Published on Asbury Park Press.com.
New Jersey doctors and hospitals are increasingly paid based on quality, but patients aren’t getting the care they need to prevent illnesses and bigger bills down the road, a report released Tuesday said.
Despite incentives to promote good health, the report by Catalyst for Payment Reform found New Jersey has fewer vaccinations, more C-section deliveries and a tougher time controlling patients’ high blood pressure, the report said.
“I’m embarrassed about all these results,” said Dr. Jamie Reedy, senior vice president of population health and quality at Summit Medical Group. “As a state, we should be ashamed, and we should be working harder to improve these results.”
Reedy was among the panelists at the Trenton Country Club at an event sponsored by the New Jersey Health Care Quality Institute, a research group.
The scorecard assessed New Jersey’s progress eight years after the Affordable Care Act, commonly known as Obamacare, went into effect in a bid to slow down the rising cost of health care, which now accounts for nearly 18 percent of the U.S. economy.
Catalyst represents employers seeking to lower their health care costs. It has advocated a shift from the traditional “fee-for-service” model in which providers are paid for each service they provide to “value-based” in which providers are rewarded for their patients’ outcome.
It found 52 percent of payments in 2016 from three major commercial insurers in New Jersey were considered value based. By comparison, just 11 percent of payments nationwide in 2013 were value based, said Andrea Caballero, Catalyst’s program director.
In short, doctors and hospitals get extra money for ensuring their patients meet certain targets like controlling high blood pressure and diabetes. They aren’t penalized if they don’t meet them.
In some cases, New Jersey has made strides; 88 percent of people with diabetes, for example, received a blood sugar test, Caballero said.
But in other key indicators, New Jersey falls short:
- About 60 percent of children ages 1½ to 3 received all recommended doses of seven key vaccines, compared with 71 percent nationwide.
- Nearly 30 percent of women with low-risk pregnancies get C-sections anyway, compared with a target rate of 23 percent.
- Some 52 percent of people with hypertension had adequately controlled blood pressure, compared with 54 percent nationwide.
- And 84 percent of adults said they received information about how to recover at home, compared with more than 87 percent nationwide.
Tying at least some of the payment model to value is a good start, but “we need to go faster,” Linda Schwimmer, president and chief executive officer of the New Jersey Health Care Quality Institute said. “By putting an emphasis on it and showing that we’re not doing well enough on quality outcomes, that will help. We need to go faster.”
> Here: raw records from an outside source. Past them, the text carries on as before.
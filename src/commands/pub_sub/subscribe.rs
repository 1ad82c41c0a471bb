use crate::{
    commands::{command_error::CommandError, command_handler::CommandResult},
    connection::ConnId,
    executor::{CommandSource, ServerState, Session},
    resp::RespValue,
};

fn confirmation(kind: &str, channel: Option<String>, count: usize) -> String {
    RespValue::Array(vec![
        RespValue::BulkString(kind.to_string()),
        channel.map_or(RespValue::Null, RespValue::BulkString),
        RespValue::Integer(count as i64),
    ])
    .encode()
}

/// Handles SUBSCRIBE. Every channel gets its own confirmation with the
/// number of channels the connection is now subscribed to.
pub fn subscribe(
    server: &mut ServerState,
    session: &mut Session,
    arguments: Vec<String>,
) -> Result<CommandResult, CommandError> {
    if arguments.is_empty() {
        return Err(CommandError::WrongNumberOfArguments(
            "subscribe".to_string(),
        ));
    }

    let CommandSource::Client(id) = session.source else {
        return Ok(CommandResult::NoResponse);
    };

    let mut reply = String::new();

    for channel in arguments {
        server.pub_sub.subscribe(&channel, id);

        let count = match server.clients.get_mut(id) {
            Some(client) => {
                client.subscriptions.insert(channel.clone());
                client.subscriptions.len()
            }
            None => 0,
        };

        reply.push_str(&confirmation("subscribe", Some(channel), count));
    }

    Ok(CommandResult::Response(reply))
}

/// Handles UNSUBSCRIBE. Without arguments every subscription of the
/// connection is dropped.
pub fn unsubscribe(
    server: &mut ServerState,
    session: &mut Session,
    arguments: Vec<String>,
) -> Result<CommandResult, CommandError> {
    let CommandSource::Client(id) = session.source else {
        return Ok(CommandResult::NoResponse);
    };

    let channels = if arguments.is_empty() {
        let mut current: Vec<String> = server
            .clients
            .get(id)
            .map(|client| client.subscriptions.iter().cloned().collect())
            .unwrap_or_default();
        current.sort();

        if current.is_empty() {
            return Ok(CommandResult::Response(confirmation("unsubscribe", None, 0)));
        }

        current
    } else {
        arguments
    };

    let mut reply = String::new();

    for channel in channels {
        let count = remove_subscription(server, id, &channel);
        reply.push_str(&confirmation("unsubscribe", Some(channel), count));
    }

    Ok(CommandResult::Response(reply))
}

fn remove_subscription(server: &mut ServerState, id: ConnId, channel: &str) -> usize {
    server.pub_sub.unsubscribe(channel, id);

    match server.clients.get_mut(id) {
        Some(client) => {
            client.subscriptions.remove(channel);
            client.subscriptions.len()
        }
        None => 0,
    }
}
Flipping around the payment system alone might not be enough to improve the state’s collective health.
Health systems still need to invest in technology to help them coordinate care among their doctors. They need to hire social workers and case managers to stay connected with patients.
And primary care doctors still receive just 20 percent of reimbursements even though they are on the front line of the new health care model. Specialists receive 80 percent, Caballero said.
“I do think payment reform can impact these results, but it has to be adequate payment to support the work,” said Reedy, from Summit Medical Group.